Every line below should be duplicated exactly.

Stored data
- - -
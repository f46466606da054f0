//! Locally tracked command line and the minimal redraws that keep the
//! surface in step with it.
//!
//! Every operation takes the cursor relative to the end of the prompt,
//! writes only the deltas needed on the surface, and returns the new
//! relative cursor. Cursors past the end are clamped; operations that have
//! nothing to do write nothing.

use crate::terminal::ansi::{self, CURSOR_LEFT, CURSOR_RIGHT, ERASE_TO_END};
use crate::terminal::TerminalSurface;

/// The in-progress command line.
#[derive(Debug, Clone, Default, PartialEq, Eq)]
pub struct LineBuffer {
    chars: Vec<char>,
}

impl LineBuffer {
    pub fn new() -> Self {
        Self::default()
    }

    pub fn len(&self) -> usize {
        self.chars.len()
    }

    #[cfg(test)]
    pub fn is_empty(&self) -> bool {
        self.chars.is_empty()
    }

    pub fn as_string(&self) -> String {
        self.chars.iter().collect()
    }

    pub fn clear(&mut self) {
        self.chars.clear();
    }

    /// Hand out the line for submission and start a fresh one.
    pub fn take(&mut self) -> String {
        let line = self.as_string();
        self.chars.clear();
        line
    }

    fn clamp(&self, rel: usize) -> usize {
        rel.min(self.chars.len())
    }

    fn tail(&self, from: usize) -> String {
        self.chars[from..].iter().collect()
    }

    /// Splice `text` in at `rel`, redraw everything after it and leave the
    /// cursor right after the inserted span.
    pub fn insert(&mut self, rel: usize, text: &str, out: &mut dyn TerminalSurface) -> usize {
        let rel = self.clamp(rel);
        let inserted: Vec<char> = text.chars().collect();
        if inserted.is_empty() {
            return rel;
        }
        let count = inserted.len();
        self.chars.splice(rel..rel, inserted);

        let tail = self.tail(rel);
        out.write(&tail);
        let back = tail.chars().count() - count;
        if back > 0 {
            out.write(&ansi::move_left(back));
        }
        rel + count
    }

    /// Remove the character before the cursor.
    pub fn backspace(&mut self, rel: usize, out: &mut dyn TerminalSurface) -> usize {
        let rel = self.clamp(rel);
        if rel == 0 {
            return 0;
        }
        self.chars.remove(rel - 1);
        out.write(CURSOR_LEFT);
        self.redraw_tail(rel - 1, out);
        rel - 1
    }

    /// Remove the character under the cursor.
    pub fn delete(&mut self, rel: usize, out: &mut dyn TerminalSurface) -> usize {
        let rel = self.clamp(rel);
        if rel >= self.chars.len() {
            return rel;
        }
        self.chars.remove(rel);
        self.redraw_tail(rel, out);
        rel
    }

    /// Rewrite from `from` to the end, blank the stale last cell and return
    /// the cursor to `from`.
    fn redraw_tail(&self, from: usize, out: &mut dyn TerminalSurface) {
        let tail = self.tail(from);
        let width = tail.chars().count();
        out.write(&format!("{tail} "));
        out.write(&ansi::move_left(width + 1));
    }

    pub fn move_left(&self, rel: usize, out: &mut dyn TerminalSurface) -> usize {
        let rel = self.clamp(rel);
        if rel == 0 {
            return 0;
        }
        out.write(CURSOR_LEFT);
        rel - 1
    }

    pub fn move_right(&self, rel: usize, out: &mut dyn TerminalSurface) -> usize {
        let rel = self.clamp(rel);
        if rel >= self.chars.len() {
            return rel;
        }
        out.write(CURSOR_RIGHT);
        rel + 1
    }

    pub fn home(&self, rel: usize, out: &mut dyn TerminalSurface) -> usize {
        let rel = self.clamp(rel);
        if rel > 0 {
            out.write(&ansi::move_left(rel));
        }
        0
    }

    pub fn end(&self, rel: usize, out: &mut dyn TerminalSurface) -> usize {
        let rel = self.clamp(rel);
        let len = self.chars.len();
        if rel < len {
            out.write(&ansi::move_right(len - rel));
        }
        len
    }

    /// Jump to the start of the previous word.
    pub fn word_left(&self, rel: usize, out: &mut dyn TerminalSurface) -> usize {
        let rel = self.clamp(rel);
        let mut i = rel;
        while i > 0 && self.chars[i - 1].is_whitespace() {
            i -= 1;
        }
        if i == 0 {
            return rel;
        }
        while i > 0 && !self.chars[i - 1].is_whitespace() {
            i -= 1;
        }
        out.write(&ansi::move_left(rel - i));
        i
    }

    /// Jump to the end of the next word.
    pub fn word_right(&self, rel: usize, out: &mut dyn TerminalSurface) -> usize {
        let rel = self.clamp(rel);
        let len = self.chars.len();
        let mut i = rel;
        while i < len && self.chars[i].is_whitespace() {
            i += 1;
        }
        if i == len {
            return rel;
        }
        while i < len && !self.chars[i].is_whitespace() {
            i += 1;
        }
        out.write(&ansi::move_right(i - rel));
        i
    }

    /// Swap the whole line for `text` (history recall); cursor ends up at
    /// the end of the new line.
    pub fn replace(&mut self, rel: usize, text: &str, out: &mut dyn TerminalSurface) -> usize {
        let rel = self.clamp(rel);
        if self.as_string() == text {
            return rel;
        }
        self.chars = text.chars().collect();
        out.write(&format!("{}{text}{ERASE_TO_END}", ansi::move_left(rel)));
        self.chars.len()
    }

    /// Write the whole line at the current cursor and walk back to `rel`.
    pub fn echo(&self, rel: usize, out: &mut dyn TerminalSurface) {
        if self.chars.is_empty() {
            return;
        }
        let rel = self.clamp(rel);
        out.write(&self.as_string());
        out.write(&ansi::move_left(self.chars.len() - rel));
    }
}

/// Clipboard text made safe for a single command line.
pub fn sanitize_paste(text: &str) -> String {
    let text = text.replace("\r\n", "\n");
    text.chars()
        .filter_map(|c| match c {
            '\r' | '\n' | '\t' => Some(' '),
            c if c.is_control() => None,
            c => Some(c),
        })
        .collect()
}

/// Previously submitted commands, newest last.
#[derive(Debug, Clone)]
pub struct History {
    entries: Vec<String>,
    capacity: usize,
    /// Entry currently shown while browsing, `None` when editing a new line.
    index: Option<usize>,
    /// The line being typed before browsing started.
    draft: String,
}

impl History {
    pub fn new(capacity: usize) -> Self {
        Self {
            entries: Vec::new(),
            capacity: capacity.max(1),
            index: None,
            draft: String::new(),
        }
    }

    /// Record a submitted command and stop browsing.
    pub fn push(&mut self, entry: &str) {
        self.index = None;
        self.draft.clear();
        let entry = entry.trim();
        if entry.is_empty() || self.entries.last().map(String::as_str) == Some(entry) {
            return;
        }
        self.entries.push(entry.to_string());
        if self.entries.len() > self.capacity {
            let overflow = self.entries.len() - self.capacity;
            self.entries.drain(0..overflow);
        }
    }

    /// Step back in time. `current` is saved as the draft on the first step.
    pub fn previous(&mut self, current: &str) -> Option<&str> {
        if self.entries.is_empty() {
            return None;
        }
        let next = match self.index {
            None => {
                self.draft = current.to_string();
                self.entries.len() - 1
            }
            Some(0) => return None,
            Some(i) => i - 1,
        };
        self.index = Some(next);
        Some(&self.entries[next])
    }

    /// Step forward; past the newest entry the draft comes back.
    pub fn next(&mut self) -> Option<&str> {
        let i = self.index?;
        if i + 1 < self.entries.len() {
            self.index = Some(i + 1);
            Some(&self.entries[i + 1])
        } else {
            self.index = None;
            Some(&self.draft)
        }
    }

    #[cfg(test)]
    pub fn len(&self) -> usize {
        self.entries.len()
    }
}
- - -
__WRITTEN SOLUTION__.
repository f46466606da054f0
//! Locally tracked command line and the minimal redraws that keep the
//! surface in step with it.
//!
//! Every operation takes the cursor relative to the end of the prompt,
//! writes only the deltas needed on the surface, and returns the new
//! relative cursor. Cursors past the end are clamped; operations that have
//! nothing to do write nothing.

use crate::terminal::ansi::{self, CURSOR_LEFT, CURSOR_RIGHT, ERASE_TO_END};
use crate::terminal::TerminalSurface;

/// The in-progress command line.
#[derive(Debug, Clone, Default, PartialEq, Eq)]
pub struct LineBuffer {
    chars: Vec<char>,
}

impl LineBuffer {
    pub fn new() -> Self {
        Self::default()
    }

    pub fn len(&self) -> usize {
        self.chars.len()
    }

    #[cfg(test)]
    pub fn is_empty(&self) -> bool {
        self.chars.is_empty()
    }

    pub fn as_string(&self) -> String {
        self.chars.iter().collect()
    }

    pub fn clear(&mut self) {
        self.chars.clear();
    }

    /// Hand out the line for submission and start a fresh one.
    pub fn take(&mut self) -> String {
        let line = self.as_string();
        self.chars.clear();
        line
    }

    fn clamp(&self, rel: usize) -> usize {
        rel.min(self.chars.len())
    }

    fn tail(&self, from: usize) -> String {
        self.chars[from..].iter().collect()
    }

    /// Splice `text` in at `rel`, redraw everything after it and leave the
    /// cursor right after the inserted span.
    pub fn insert(&mut self, rel: usize, text: &str, out: &mut dyn TerminalSurface) -> usize {
        let rel = self.clamp(rel);
        let inserted: Vec<char> = text.chars().collect();
        if inserted.is_empty() {
            return rel;
        }
        let count = inserted.len();
        self.chars.splice(rel..rel, inserted);

        let tail = self.tail(rel);
        out.write(&tail);
        let back = tail.chars().count() - count;
        if back > 0 {
            out.write(&ansi::move_left(back));
        }
        rel + count
    }

    /// Remove the character before the cursor.
    pub fn backspace(&mut self, rel: usize, out: &mut dyn TerminalSurface) -> usize {
        let rel = self.clamp(rel);
        if rel == 0 {
            return 0;
        }
        self.chars.remove(rel - 1);
        out.write(CURSOR_LEFT);
        self.redraw_tail(rel - 1, out);
        rel - 1
    }

    /// Remove the character under the cursor.
    pub fn delete(&mut self, rel: usize, out: &mut dyn TerminalSurface) -> usize {
        let rel = self.clamp(rel);
        if rel >= self.chars.len() {
            return rel;
        }
        self.chars.remove(rel);
        self.redraw_tail(rel, out);
        rel
    }

    /// Rewrite from `from` to the end, blank the stale last cell and return
    /// the cursor to `from`.
    fn redraw_tail(&self, from: usize, out: &mut dyn TerminalSurface) {
        let tail = self.tail(from);
        let width = tail.chars().count();
        out.write(&format!("{tail} "));
        out.write(&ansi::move_left(width + 1));
    }

    pub fn move_left(&self, rel: usize, out: &mut dyn TerminalSurface) -> usize {
        let rel = self.clamp(rel);
        if rel == 0 {
            return 0;
        }
        out.write(CURSOR_LEFT);
        rel - 1
    }

    pub fn move_right(&self, rel: usize, out: &mut dyn TerminalSurface) -> usize {
        let rel = self.clamp(rel);
        if rel >= self.chars.len() {
            return rel;
        }
        out.write(CURSOR_RIGHT);
        rel + 1
    }

    pub fn home(&self, rel: usize, out: &mut dyn TerminalSurface) -> usize {
        let rel = self.clamp(rel);
        if rel > 0 {
            out.write(&ansi::move_left(rel));
        }
        0
    }

    pub fn end(&self, rel: usize, out: &mut dyn TerminalSurface) -> usize {
        let rel = self.clamp(rel);
        let len = self.chars.len();
        if rel < len {
            out.write(&ansi::move_right(len - rel));
        }
        len
    }

    /// Jump to the start of the previous word.
    pub fn word_left(&self, rel: usize, out: &mut dyn TerminalSurface) -> usize {
        let rel = self.clamp(rel);
        let mut i = rel;
        while i > 0 && self.chars[i - 1].is_whitespace() {
            i -= 1;
        }
        if i == 0 {
            return rel;
        }
        while i > 0 && !self.chars[i - 1].is_whitespace() {
            i -= 1;
        }
        out.write(&ansi::move_left(rel - i));
        i
    }

    /// Jump to the end of the next word.
    pub fn word_right(&self, rel: usize, out: &mut dyn TerminalSurface) -> usize {
        let rel = self.clamp(rel);
        let len = self.chars.len();
        let mut i = rel;
        while i < len && self.chars[i].is_whitespace() {
            i += 1;
        }
        if i == len {
            return rel;
        }
        while i < len && !self.chars[i].is_whitespace() {
            i += 1;
        }
        out.write(&ansi::move_right(i - rel));
        i
    }

    /// Swap the whole line for `text` (history recall); cursor ends up at
    /// the end of the new line.
    pub fn replace(&mut self, rel: usize, text: &str, out: &mut dyn TerminalSurface) -> usize {
        let rel = self.clamp(rel);
        if self.as_string() == text {
            return rel;
        }
        self.chars = text.chars().collect();
        out.write(&format!("{}{text}{ERASE_TO_END}", ansi::move_left(rel)));
        self.chars.len()
    }

    /// Write the whole line at the current cursor and walk back to `rel`.
    pub fn echo(&self, rel: usize, out: &mut dyn TerminalSurface) {
        if self.chars.is_empty() {
            return;
        }
        let rel = self.clamp(rel);
        out.write(&self.as_string());
        out.write(&ansi::move_left(self.chars.len() - rel));
    }
}

/// Clipboard text made safe for a single command line.
pub fn sanitize_paste(text: &str) -> String {
    let text = text.replace("\r\n", "\n");
    text.chars()
        .filter_map(|c| match c {
            '\r' | '\n' | '\t' => Some(' '),
            c if c.is_control() => None,
            c => Some(c),
        })
        .collect()
}

/// Previously submitted commands, newest last.
#[derive(Debug, Clone)]
pub struct History {
    entries: Vec<String>,
    capacity: usize,
    /// Entry currently shown while browsing, `None` when editing a new line.
    index: Option<usize>,
    /// The line being typed before browsing started.
    draft: String,
}

impl History {
    pub fn new(capacity: usize) -> Self {
        Self {
            entries: Vec::new(),
            capacity: capacity.max(1),
            index: None,
            draft: String::new(),
        }
    }

    /// Record a submitted command and stop browsing.
    pub fn push(&mut self, entry: &str) {
        self.index = None;
        self.draft.clear();
        let entry = entry.trim();
        if entry.is_empty() || self.entries.last().map(String::as_str) == Some(entry) {
            return;
        }
        self.entries.push(entry.to_string());
        if self.entries.len() > self.capacity {
            let overflow = self.entries.len() - self.capacity;
            self.entries.drain(0..overflow);
        }
    }

    /// Step back in time. `current` is saved as the draft on the first step.
    pub fn previous(&mut self, current: &str) -> Option<&str> {
        if self.entries.is_empty() {
            return None;
        }
        let next = match self.index {
            None => {
                self.draft = current.to_string();
                self.entries.len() - 1
            }
            Some(0) => return None,
            Some(i) => i - 1,
        };
        self.index = Some(next);
        Some(&self.entries[next])
    }

    /// Step forward; past the newest entry the draft comes back.
    pub fn next(&mut self) -> Option<&str> {
        let i = self.index?;
        if i + 1 < self.entries.len() {
            self.index = Some(i + 1);
            Some(&self.entries[i + 1])
        } else {
            self.index = None;
            Some(&self.draft)
        }
    }

    #[cfg(test)]
    pub fn len(&self) -> usize {
        self.entries.len()
    }
}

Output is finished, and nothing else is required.